A história dos últimos anos da oposição ao Estado Novo não pode ser feita sem ter em conta o movimento estudantil e, dentro deste, sem mencionar os acontecimentos que tiveram lugar em Coimbra durante a «crise académica» vivida entre Abril e Julho de 1969. A perfazer agora meio século, esta configurou um momento crítico da vida portuguesa daquela época, marcando para sempre o país, a cidade, a sua universidade e quem a viveu. Tendo sucedido numa fase de relativa abertura do regime – em plena «primavera marcelista», um tempo de esperanças rapidamente goradas –, representou, para toda uma geração de universitários, uma parte inesquecível das suas biografias pessoais e uma escola de política e de democracia. Ao mesmo tempo, ajudou a sacudir um sistema político decrépito que cinco anos depois iria ruir com estrondo.

É preciso, no entanto, reconhecer que a «crise de 69» não foi, de modo algum, um começo ou o fim de percurso. Quem conhece a história da sociedade estudantil coimbrã – e existem hoje já muitos e bem fundamentados estudos sobre o seu trajeto, para além das memórias pessoais disponíveis –, sabe que ele começara muito antes. Estava presente já na intervenção disruptiva da Geração de 70 e depois na atividade do movimento republicano, vindo de seguida a preencher um importante papel nas longas décadas de oposição à ditadura e a Salazar. Particularmente a partir de 1961-1962, foram surgindo e impondo-se no meio estudantil formas práticas de resistência política, social e cultural, apoiadas na oposição organizada, mas também na afirmação de uma nova voz juvenil, cosmopolita e plural, emergente na cultura inconformista dos «anos sessenta». Esta foi ampliando as fileiras democráticas, estando na origem do ambiente social efervescente que gerou e alimentou a «crise».

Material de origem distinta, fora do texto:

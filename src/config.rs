use std::fs;
use std::path::Path;

use log::debug;
use serde::{Deserialize, Serialize};

use crate::error::ConfigError;

/// Interpreter settings written into the story header and used by the
/// save machinery. Every field has a default so partial files are fine.
#[derive(Debug, Clone, PartialEq, Serialize, Deserialize)]
#[serde(default)]
pub struct Config {
    pub interpreter: InterpreterConfig,
    pub screen: ScreenConfig,
    pub colours: ColourConfig,
    pub standard_revision: StandardRevision,
    pub timed_input: bool,
    pub saves: SaveConfig,
    /// Maximum number of evaluation-stack entries
    pub stack_size: usize,
}

#[derive(Debug, Clone, PartialEq, Serialize, Deserialize)]
#[serde(default)]
pub struct InterpreterConfig {
    pub number: u8,
    pub version: char,
}

#[derive(Debug, Clone, PartialEq, Serialize, Deserialize)]
#[serde(default)]
pub struct ScreenConfig {
    /// Lines
    pub height: u8,
    /// Characters
    pub width: u8,
    pub font_width: u8,
    pub font_height: u8,
    pub split: bool,
}

#[derive(Debug, Clone, PartialEq, Serialize, Deserialize)]
#[serde(default)]
pub struct ColourConfig {
    pub enabled: bool,
    pub background: u8,
    pub foreground: u8,
}

#[derive(Debug, Clone, PartialEq, Serialize, Deserialize)]
#[serde(default)]
pub struct StandardRevision {
    pub major: u8,
    pub minor: u8,
}

#[derive(Debug, Clone, PartialEq, Serialize, Deserialize)]
#[serde(default)]
pub struct SaveConfig {
    /// Write CMem deltas rather than raw UMem snapshots
    pub compress: bool,
}

impl Default for Config {
    fn default() -> Self {
        Config {
            interpreter: InterpreterConfig::default(),
            screen: ScreenConfig::default(),
            colours: ColourConfig::default(),
            standard_revision: StandardRevision::default(),
            timed_input: false,
            saves: SaveConfig::default(),
            stack_size: 1024,
        }
    }
}

impl Default for InterpreterConfig {
    fn default() -> Self {
        // 6 = IBM PC
        InterpreterConfig {
            number: 6,
            version: 'A',
        }
    }
}

impl Default for ScreenConfig {
    fn default() -> Self {
        ScreenConfig {
            height: 24,
            width: 80,
            font_width: 1,
            font_height: 1,
            split: true,
        }
    }
}

impl Default for ColourConfig {
    fn default() -> Self {
        // 2 = black, 9 = white
        ColourConfig {
            enabled: false,
            background: 2,
            foreground: 9,
        }
    }
}

impl Default for StandardRevision {
    fn default() -> Self {
        StandardRevision { major: 1, minor: 1 }
    }
}

impl Default for SaveConfig {
    fn default() -> Self {
        SaveConfig { compress: true }
    }
}

impl Config {
    pub fn from_toml_str(text: &str) -> Result<Self, ConfigError> {
        Ok(toml::from_str(text)?)
    }

    pub fn load<P: AsRef<Path>>(path: P) -> Result<Self, ConfigError> {
        let path = path.as_ref();
        debug!("Loading configuration from {}", path.display());
        let text = fs::read_to_string(path)?;
        Self::from_toml_str(&text)
    }
}
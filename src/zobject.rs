//! Object tree shared by both record layouts
//!
//! Objects are numbered records in a flat table following the property
//! defaults. Tree edits only rewrite the parent/sibling/child numbers of
//! existing records.

use bitvec::prelude::*;
use log::{debug, warn};

use crate::error::ObjectError;
use crate::memory::Memory;
use crate::property_defaults::PropertyDefaults;
use crate::util::{attribute_byte_offset, attribute_mask};
use crate::zobject_v3::ClassicObjectTree;
use crate::zobject_v4::ModernObjectTree;

/// One property table entry
#[derive(Debug, Clone, Copy, PartialEq, Eq)]
pub struct PropertyEntry {
    pub number: u16,
    /// Address of the size byte(s)
    pub address: usize,
    /// Address of the first data byte
    pub data_address: usize,
    pub length: usize,
}

/// Operations over the object table
///
/// Implementors describe the record layout; the tree algorithms are shared.
pub trait ObjectTree {
    fn object_table_address(&self) -> usize;

    fn property_defaults(&self) -> PropertyDefaults;

    fn entry_size(&self) -> usize;

    fn max_attribute(&self) -> u16;

    fn max_object(&self) -> u16;

    /// Byte width of parent/sibling/child fields
    fn link_size(&self) -> usize;

    fn attribute_bytes(&self) -> usize {
        (self.max_attribute() as usize + 1) / 8
    }

    /// Decode the property entry at `address`, None at the terminator
    fn read_property_entry(&self, memory: &dyn Memory, address: usize) -> Option<PropertyEntry>;

    /// Data length of the property whose data starts at `data_address`
    fn property_length(&self, memory: &dyn Memory, data_address: usize) -> usize;

    fn objects_address(&self) -> usize {
        self.object_table_address() + self.property_defaults().byte_len()
    }

    fn object_address(&self, object: u16) -> Result<usize, ObjectError> {
        if object == 0 || object > self.max_object() {
            return Err(ObjectError::InvalidObject(object));
        }
        Ok(self.objects_address() + (object as usize - 1) * self.entry_size())
    }

    fn read_link(
        &self,
        memory: &dyn Memory,
        object: u16,
        field: usize,
    ) -> Result<u16, ObjectError> {
        let address =
            self.object_address(object)? + self.attribute_bytes() + field * self.link_size();
        Ok(if self.link_size() == 1 {
            memory.read_u8(address) as u16
        } else {
            memory.read_u16(address)
        })
    }

    fn write_link(
        &self,
        memory: &mut dyn Memory,
        object: u16,
        field: usize,
        value: u16,
    ) -> Result<(), ObjectError> {
        if value > self.max_object() {
            return Err(ObjectError::InvalidObject(value));
        }
        let address =
            self.object_address(object)? + self.attribute_bytes() + field * self.link_size();
        if self.link_size() == 1 {
            memory.write_u8(address, value as u8);
        } else {
            memory.write_u16(address, value);
        }
        Ok(())
    }

    fn parent(&self, memory: &dyn Memory, object: u16) -> Result<u16, ObjectError> {
        self.read_link(memory, object, 0)
    }

    fn set_parent(
        &self,
        memory: &mut dyn Memory,
        object: u16,
        parent: u16,
    ) -> Result<(), ObjectError> {
        self.write_link(memory, object, 0, parent)
    }

    fn sibling(&self, memory: &dyn Memory, object: u16) -> Result<u16, ObjectError> {
        self.read_link(memory, object, 1)
    }

    fn set_sibling(
        &self,
        memory: &mut dyn Memory,
        object: u16,
        sibling: u16,
    ) -> Result<(), ObjectError> {
        self.write_link(memory, object, 1, sibling)
    }

    fn child(&self, memory: &dyn Memory, object: u16) -> Result<u16, ObjectError> {
        self.read_link(memory, object, 2)
    }

    fn set_child(
        &self,
        memory: &mut dyn Memory,
        object: u16,
        child: u16,
    ) -> Result<(), ObjectError> {
        self.write_link(memory, object, 2, child)
    }

    fn attribute_address(&self, object: u16, attribute: u16) -> Result<usize, ObjectError> {
        if attribute > self.max_attribute() {
            return Err(ObjectError::AttributeOutOfRange {
                attribute,
                max: self.max_attribute(),
            });
        }
        Ok(self.object_address(object)? + attribute_byte_offset(attribute))
    }

    fn is_attribute_set(
        &self,
        memory: &dyn Memory,
        object: u16,
        attribute: u16,
    ) -> Result<bool, ObjectError> {
        let address = self.attribute_address(object, attribute)?;
        Ok(memory.read_u8(address) & attribute_mask(attribute) != 0)
    }

    fn set_attribute(
        &self,
        memory: &mut dyn Memory,
        object: u16,
        attribute: u16,
    ) -> Result<(), ObjectError> {
        let address = self.attribute_address(object, attribute)?;
        let value = memory.read_u8(address);
        memory.write_u8(address, value | attribute_mask(attribute));
        Ok(())
    }

    fn clear_attribute(
        &self,
        memory: &mut dyn Memory,
        object: u16,
        attribute: u16,
    ) -> Result<(), ObjectError> {
        let address = self.attribute_address(object, attribute)?;
        let value = memory.read_u8(address);
        memory.write_u8(address, value & !attribute_mask(attribute));
        Ok(())
    }

    /// Every attribute set on `object`, lowest first
    fn attributes(&self, memory: &dyn Memory, object: u16) -> Result<Vec<u16>, ObjectError> {
        let mut bytes = vec![0u8; self.attribute_bytes()];
        memory.copy_bytes_to_array(&mut bytes, self.object_address(object)?);
        Ok(bytes
            .view_bits::<Msb0>()
            .iter_ones()
            .map(|i| i as u16)
            .collect())
    }

    fn property_table_address(
        &self,
        memory: &dyn Memory,
        object: u16,
    ) -> Result<usize, ObjectError> {
        let address = self.object_address(object)? + self.attribute_bytes() + 3 * self.link_size();
        Ok(memory.read_u16(address) as usize)
    }

    /// The short name: a length byte (in words) followed by the Z-string
    fn properties_description_address(
        &self,
        memory: &dyn Memory,
        object: u16,
    ) -> Result<usize, ObjectError> {
        Ok(self.property_table_address(memory, object)? + 1)
    }

    fn description_length(&self, memory: &dyn Memory, object: u16) -> Result<usize, ObjectError> {
        let table = self.property_table_address(memory, object)?;
        Ok(memory.read_u8(table) as usize * 2)
    }

    fn properties(
        &self,
        memory: &dyn Memory,
        object: u16,
    ) -> Result<Vec<PropertyEntry>, ObjectError> {
        let table = self.property_table_address(memory, object)?;
        let mut address = table + 1 + memory.read_u8(table) as usize * 2;
        let mut entries = Vec::new();
        while let Some(entry) = self.read_property_entry(memory, address) {
            address = entry.data_address + entry.length;
            entries.push(entry);
        }
        Ok(entries)
    }

    fn find_property(
        &self,
        memory: &dyn Memory,
        object: u16,
        property: u16,
    ) -> Result<Option<PropertyEntry>, ObjectError> {
        let table = self.property_table_address(memory, object)?;
        let mut address = table + 1 + memory.read_u8(table) as usize * 2;
        while let Some(entry) = self.read_property_entry(memory, address) {
            if entry.number == property {
                return Ok(Some(entry));
            }
            // sorted descending
            if entry.number < property {
                break;
            }
            address = entry.data_address + entry.length;
        }
        Ok(None)
    }

    /// Stored value, else the default, else 0
    fn property(
        &self,
        memory: &dyn Memory,
        object: u16,
        property: u16,
    ) -> Result<u16, ObjectError> {
        if property == 0 {
            return Err(ObjectError::InvalidProperty);
        }
        match self.find_property(memory, object, property)? {
            Some(entry) if entry.length == 1 => Ok(memory.read_u8(entry.data_address) as u16),
            Some(entry) => Ok(memory.read_u16(entry.data_address)),
            None => Ok(self
                .property_defaults()
                .property(memory, property)
                .unwrap_or(0)),
        }
    }

    fn set_property(
        &self,
        memory: &mut dyn Memory,
        object: u16,
        property: u16,
        value: u16,
    ) -> Result<(), ObjectError> {
        if property == 0 {
            return Err(ObjectError::InvalidProperty);
        }
        let entry = self
            .find_property(memory, object, property)?
            .ok_or(ObjectError::PropertyNotFound { object, property })?;
        debug!(
            "Set property {} of object {} to {:#06x}",
            property, object, value
        );
        if entry.length == 1 {
            memory.write_u8(entry.data_address, value as u8);
        } else {
            memory.write_u16(entry.data_address, value);
        }
        Ok(())
    }

    /// Data address of the property, 0 if the object lacks it
    fn property_address(
        &self,
        memory: &dyn Memory,
        object: u16,
        property: u16,
    ) -> Result<usize, ObjectError> {
        Ok(self
            .find_property(memory, object, property)?
            .map(|entry| entry.data_address)
            .unwrap_or(0))
    }

    /// The property after `property`, the first one for 0, or 0 at the end
    fn next_property(
        &self,
        memory: &dyn Memory,
        object: u16,
        property: u16,
    ) -> Result<u16, ObjectError> {
        let table = self.property_table_address(memory, object)?;
        let first = table + 1 + memory.read_u8(table) as usize * 2;
        let next_address = if property == 0 {
            first
        } else {
            let entry = self
                .find_property(memory, object, property)?
                .ok_or(ObjectError::PropertyNotFound { object, property })?;
            entry.data_address + entry.length
        };
        Ok(self
            .read_property_entry(memory, next_address)
            .map(|entry| entry.number)
            .unwrap_or(0))
    }

    /// Detach `object` from its parent; its own children stay with it
    fn remove_object(&self, memory: &mut dyn Memory, object: u16) -> Result<(), ObjectError> {
        let parent = self.parent(memory, object)?;
        if parent != 0 {
            let sibling = self.sibling(memory, object)?;
            if self.child(memory, parent)? == object {
                self.set_child(memory, parent, sibling)?;
            } else {
                let mut current = self.child(memory, parent)?;
                let mut steps = 0;
                while current != 0 && steps < self.max_object() {
                    let next = self.sibling(memory, current)?;
                    if next == object {
                        self.set_sibling(memory, current, sibling)?;
                        break;
                    }
                    current = next;
                    steps += 1;
                }
                if current == 0 || steps == self.max_object() {
                    warn!(
                        "Object {} not found in the children of its parent {}",
                        object, parent
                    );
                }
            }
        }
        self.set_parent(memory, object, 0)?;
        self.set_sibling(memory, object, 0)?;
        debug!("Removed object {} from parent {}", object, parent);
        Ok(())
    }

    /// Make `object` the first child of `new_parent`
    fn insert_object(
        &self,
        memory: &mut dyn Memory,
        new_parent: u16,
        object: u16,
    ) -> Result<(), ObjectError> {
        // validate before touching anything
        self.object_address(new_parent)?;
        self.remove_object(memory, object)?;
        let previous_child = self.child(memory, new_parent)?;
        self.set_sibling(memory, object, previous_child)?;
        self.set_child(memory, new_parent, object)?;
        self.set_parent(memory, object, new_parent)?;
        debug!("Inserted object {} into {}", object, new_parent);
        Ok(())
    }

    /// Number of objects, assuming the first object's property table
    /// immediately follows the last record
    fn object_count(&self, memory: &dyn Memory) -> usize {
        let start = self.objects_address();
        match self.property_table_address(memory, 1) {
            Ok(end) if end > start => {
                ((end - start) / self.entry_size()).min(self.max_object() as usize)
            }
            _ => 0,
        }
    }
}

/// Object tree layout for a story version
pub fn object_tree_for(version: u8, table_address: usize) -> Box<dyn ObjectTree> {
    if version <= 3 {
        Box::new(ClassicObjectTree::new(table_address))
    } else {
        Box::new(ModernObjectTree::new(table_address))
    }
}
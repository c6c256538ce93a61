use std::rc::Rc;

use log::debug;

use crate::header::StoryHeader;
use crate::memory::Memory;

/// ZSCII newline
pub const NEWLINE: u8 = 13;

/// A2 code introducing a 10-bit ZSCII literal
pub const ESCAPE: u8 = 6;

/// Code used to fill unused Z-char slots
pub const PAD: u8 = 5;

/// Number of codes (6..31) mapped by one alphabet row
pub const ROW_LENGTH: usize = 26;

const A0_DEFAULT: &[u8; ROW_LENGTH] = b"abcdefghijklmnopqrstuvwxyz";
const A1_DEFAULT: &[u8; ROW_LENGTH] = b"ABCDEFGHIJKLMNOPQRSTUVWXYZ";
// code 6 is the escape and never reaches the row lookup
const A2_DEFAULT: &[u8; ROW_LENGTH] = b" \r0123456789.,!?_#'\"/\\-:()";
const A2_V1: &[u8; ROW_LENGTH] = b" 0123456789.,!?_#'\"/\\<-:()";

#[derive(Debug, Clone, Copy, PartialEq, Eq, Hash)]
pub enum Alphabet {
    A0,
    A1,
    A2,
}

impl Alphabet {
    /// Shift-1 rotation: A0 -> A1 -> A2 -> A0
    pub fn shift1(self) -> Alphabet {
        match self {
            Alphabet::A0 => Alphabet::A1,
            Alphabet::A1 => Alphabet::A2,
            Alphabet::A2 => Alphabet::A0,
        }
    }

    /// Shift-2 rotation: A0 -> A2 -> A1 -> A0
    pub fn shift2(self) -> Alphabet {
        match self {
            Alphabet::A0 => Alphabet::A2,
            Alphabet::A1 => Alphabet::A0,
            Alphabet::A2 => Alphabet::A1,
        }
    }
}

/// Maps Z-characters to ZSCII for the three alphabets
///
/// Implementations only supply the character rows and the meaning of the
/// reserved codes 1..5; lookups are shared.
pub trait AlphabetTable {
    /// The 26 ZSCII characters for codes 6..31 of `alphabet`
    fn row(&self, alphabet: Alphabet) -> &[u8];

    fn is_abbreviation(&self, zchar: u8) -> bool;

    fn is_shift1(&self, zchar: u8) -> bool;

    fn is_shift2(&self, zchar: u8) -> bool;

    fn is_shift_lock(&self, _zchar: u8) -> bool {
        false
    }

    fn is_shift(&self, zchar: u8) -> bool {
        self.is_shift1(zchar) || self.is_shift2(zchar)
    }

    /// Code 1 prints a newline in the earliest stories
    fn is_newline(&self, _zchar: u8) -> bool {
        false
    }

    /// Non-locking shift towards A1, used by the encoder
    fn shift1_code(&self) -> u8 {
        4
    }

    /// Non-locking shift towards A2, used by the encoder
    fn shift2_code(&self) -> u8 {
        5
    }

    fn character(&self, alphabet: Alphabet, zchar: u8) -> u8 {
        match zchar {
            0 => b' ',
            z if self.is_newline(z) => NEWLINE,
            6..=31 => self.row(alphabet)[zchar as usize - 6],
            _ => b'?',
        }
    }

    fn a0_char(&self, zchar: u8) -> u8 {
        self.character(Alphabet::A0, zchar)
    }

    fn a1_char(&self, zchar: u8) -> u8 {
        self.character(Alphabet::A1, zchar)
    }

    fn a2_char(&self, zchar: u8) -> u8 {
        self.character(Alphabet::A2, zchar)
    }

    /// Reverse lookup of a ZSCII character within one alphabet
    fn char_code(&self, alphabet: Alphabet, zscii: u8) -> Option<u8> {
        let row = self.row(alphabet);
        // the escape slot in A2 is not a character
        let skip = if alphabet == Alphabet::A2 { 1 } else { 0 };
        row.iter()
            .enumerate()
            .skip(skip)
            .find(|(_, c)| **c == zscii)
            .map(|(i, _)| i as u8 + 6)
    }

    fn a0_char_code(&self, zscii: u8) -> Option<u8> {
        self.char_code(Alphabet::A0, zscii)
    }

    fn a1_char_code(&self, zscii: u8) -> Option<u8> {
        self.char_code(Alphabet::A1, zscii)
    }

    fn a2_char_code(&self, zscii: u8) -> Option<u8> {
        self.char_code(Alphabet::A2, zscii)
    }
}

/// Standard table for version 3 onwards
#[derive(Debug, Default, Clone, Copy)]
pub struct DefaultAlphabetTable;

impl AlphabetTable for DefaultAlphabetTable {
    fn row(&self, alphabet: Alphabet) -> &[u8] {
        match alphabet {
            Alphabet::A0 => A0_DEFAULT,
            Alphabet::A1 => A1_DEFAULT,
            Alphabet::A2 => A2_DEFAULT,
        }
    }

    fn is_abbreviation(&self, zchar: u8) -> bool {
        (1..=3).contains(&zchar)
    }

    fn is_shift1(&self, zchar: u8) -> bool {
        zchar == 4
    }

    fn is_shift2(&self, zchar: u8) -> bool {
        zchar == 5
    }
}

/// Version 1: no abbreviations, code 1 is a newline, different A2 row
///
/// Codes 2/3 and 4/5 all shift for one character only.
#[derive(Debug, Default, Clone, Copy)]
pub struct AlphabetTableV1;

impl AlphabetTable for AlphabetTableV1 {
    fn row(&self, alphabet: Alphabet) -> &[u8] {
        match alphabet {
            Alphabet::A0 => A0_DEFAULT,
            Alphabet::A1 => A1_DEFAULT,
            Alphabet::A2 => A2_V1,
        }
    }

    fn is_abbreviation(&self, _zchar: u8) -> bool {
        false
    }

    fn is_shift1(&self, zchar: u8) -> bool {
        zchar == 2 || zchar == 4
    }

    fn is_shift2(&self, zchar: u8) -> bool {
        zchar == 3 || zchar == 5
    }

    fn is_newline(&self, zchar: u8) -> bool {
        zchar == 1
    }
}

/// Version 2: one abbreviation bank, codes 2/3 shift once, 4/5 lock
#[derive(Debug, Default, Clone, Copy)]
pub struct AlphabetTableV2;

impl AlphabetTable for AlphabetTableV2 {
    fn row(&self, alphabet: Alphabet) -> &[u8] {
        DefaultAlphabetTable.row(alphabet)
    }

    fn is_abbreviation(&self, zchar: u8) -> bool {
        zchar == 1
    }

    fn is_shift1(&self, zchar: u8) -> bool {
        zchar == 2 || zchar == 4
    }

    fn is_shift2(&self, zchar: u8) -> bool {
        zchar == 3 || zchar == 5
    }

    fn is_shift_lock(&self, zchar: u8) -> bool {
        zchar == 4 || zchar == 5
    }

    fn shift1_code(&self) -> u8 {
        2
    }

    fn shift2_code(&self) -> u8 {
        3
    }
}

/// Story-supplied alphabet (V5+, header word 0x34)
///
/// The 78 bytes are copied when the table is built; later writes to the
/// story's table are not seen.
#[derive(Debug, Clone)]
pub struct CustomAlphabetTable {
    chars: [u8; ROW_LENGTH * 3],
}

impl CustomAlphabetTable {
    pub fn new(memory: &dyn Memory, address: usize) -> Self {
        let mut chars = [0u8; ROW_LENGTH * 3];
        memory.copy_bytes_to_array(&mut chars, address);
        // A2 codes 6 and 7 keep their fixed meaning
        chars[2 * ROW_LENGTH] = b' ';
        chars[2 * ROW_LENGTH + 1] = NEWLINE;
        CustomAlphabetTable { chars }
    }
}

impl AlphabetTable for CustomAlphabetTable {
    fn row(&self, alphabet: Alphabet) -> &[u8] {
        let start = match alphabet {
            Alphabet::A0 => 0,
            Alphabet::A1 => ROW_LENGTH,
            Alphabet::A2 => 2 * ROW_LENGTH,
        };
        &self.chars[start..start + ROW_LENGTH]
    }

    fn is_abbreviation(&self, zchar: u8) -> bool {
        DefaultAlphabetTable.is_abbreviation(zchar)
    }

    fn is_shift1(&self, zchar: u8) -> bool {
        DefaultAlphabetTable.is_shift1(zchar)
    }

    fn is_shift2(&self, zchar: u8) -> bool {
        DefaultAlphabetTable.is_shift2(zchar)
    }
}

/// Pick the alphabet table for a story once, at load time
pub fn alphabet_table_for(memory: &dyn Memory) -> Rc<dyn AlphabetTable> {
    let version = memory.version();
    match version {
        1 => Rc::new(AlphabetTableV1),
        2 => Rc::new(AlphabetTableV2),
        v if v >= 5 && memory.alphabet_table_address() != 0 => {
            let address = memory.alphabet_table_address();
            debug!("Using custom alphabet table at {:#06x}", address);
            Rc::new(CustomAlphabetTable::new(memory, address))
        }
        _ => Rc::new(DefaultAlphabetTable),
    }
}
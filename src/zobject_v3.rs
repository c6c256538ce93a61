/// Z-Machine Object System for Versions 1-3
///
/// V3 Object Format:
/// - Maximum 255 objects
/// - 32 attributes (0-31)
/// - 31 default properties
/// - 9-byte object entries
/// - Property numbers 1-31, data length 1-8
use crate::memory::Memory;
use crate::property_defaults::{PropertyDefaults, MAX_PROPERTIES_V3};
use crate::zobject::{ObjectTree, PropertyEntry};

pub const MAX_OBJECTS_V3: u16 = 255;
pub const MAX_ATTRIBUTES_V3: u16 = 31;
pub const OBJECT_ENTRY_SIZE_V3: usize = 9;

#[derive(Debug, Clone, Copy, PartialEq, Eq)]
pub struct ClassicObjectTree {
    table_address: usize,
}

impl ClassicObjectTree {
    pub fn new(table_address: usize) -> Self {
        ClassicObjectTree { table_address }
    }
}

impl ObjectTree for ClassicObjectTree {
    fn object_table_address(&self) -> usize {
        self.table_address
    }

    fn property_defaults(&self) -> PropertyDefaults {
        PropertyDefaults::new(self.table_address, MAX_PROPERTIES_V3)
    }

    fn entry_size(&self) -> usize {
        OBJECT_ENTRY_SIZE_V3
    }

    fn max_attribute(&self) -> u16 {
        MAX_ATTRIBUTES_V3
    }

    fn max_object(&self) -> u16 {
        MAX_OBJECTS_V3
    }

    fn link_size(&self) -> usize {
        1
    }

    // prop num in bottom 5 bits, size - 1 in top 3 bits
    fn read_property_entry(&self, memory: &dyn Memory, address: usize) -> Option<PropertyEntry> {
        let size_byte = memory.read_u8(address);
        if size_byte == 0 {
            return None;
        }
        Some(PropertyEntry {
            number: (size_byte & 0x1f) as u16,
            address,
            data_address: address + 1,
            length: ((size_byte >> 5) as usize) + 1,
        })
    }

    fn property_length(&self, memory: &dyn Memory, data_address: usize) -> usize {
        if data_address == 0 {
            return 0;
        }
        ((memory.read_u8(data_address - 1) >> 5) as usize) + 1
    }
}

Ocorria então a transformação gradual de uma atividade estudantil sobretudo associativa e reivindicativa, ainda algo corporativa, numa outra, já na forma de movimento, que passou a exigências de natureza mais ambiciosa e mais assumidamente política, voltadas para a contestação do próprio regime. Foi isto que de seguida aconteceu em Coimbra com a forte politização do movimento desenvolvida a partir de 1971. Foi entre este ano e o 25 de Abril de 1974 que se ergueu um movimento de contestação, agora assumida e frontal, do regime e da Guerra Colonial, envolvendo setores que iam dos católicos progressistas e do PCP a uma hiperativa esquerda radical e libertária, que finalmente chegaram os ecos culturais e políticos do Maio de 68, que se operou uma rápida revolução nos costumes, gostos e práticas culturais, que se construiu um movimento estudantil diversificado e cada vez mais poderoso, com uma presença crescente das mulheres e uma aproximação ao movimento operário, apesar dos esforços do regime ao fechar o edifício da Associação Académica e ao agravar dramaticamente a repressão sobre os estudantes, muitos espancados pela polícia, muitos presos pela PIDE e torturados.

A «crise de 69» constituiu, por isso, um momento de transição e viragem. Por um lado, teve ainda uma natureza reformista, apostada em exigências vagas e relativamente «suaves», como o direito das organizações estudantis a serem ouvidas em matérias do seu interesse e a defesa de um ensino menos rígido, menos elitista e mais adequado a um país em mudança. Por outro, permitiu uma politização que abriu as portas à radicalização dos anos que se seguiram e contribuiu para a queda do regime. Por isso, é falsa a mitografia da «crise de 69» que a apresenta como momento isolado e único. Mas é justa a sua interpretação como tempo de consciencialização política de numerosos estudantes e professores, bem como de muitos habitantes da cidade e do país que viram na bravura de tantos rapazes e raparigas de Coimbra capazes de pôr os interesses pessoais ao serviço do coletivo o sinal de que, como lembrava The times they are a-changin’, a canção de Bob Dylan saída em 1964, os tempos estavam a mudar.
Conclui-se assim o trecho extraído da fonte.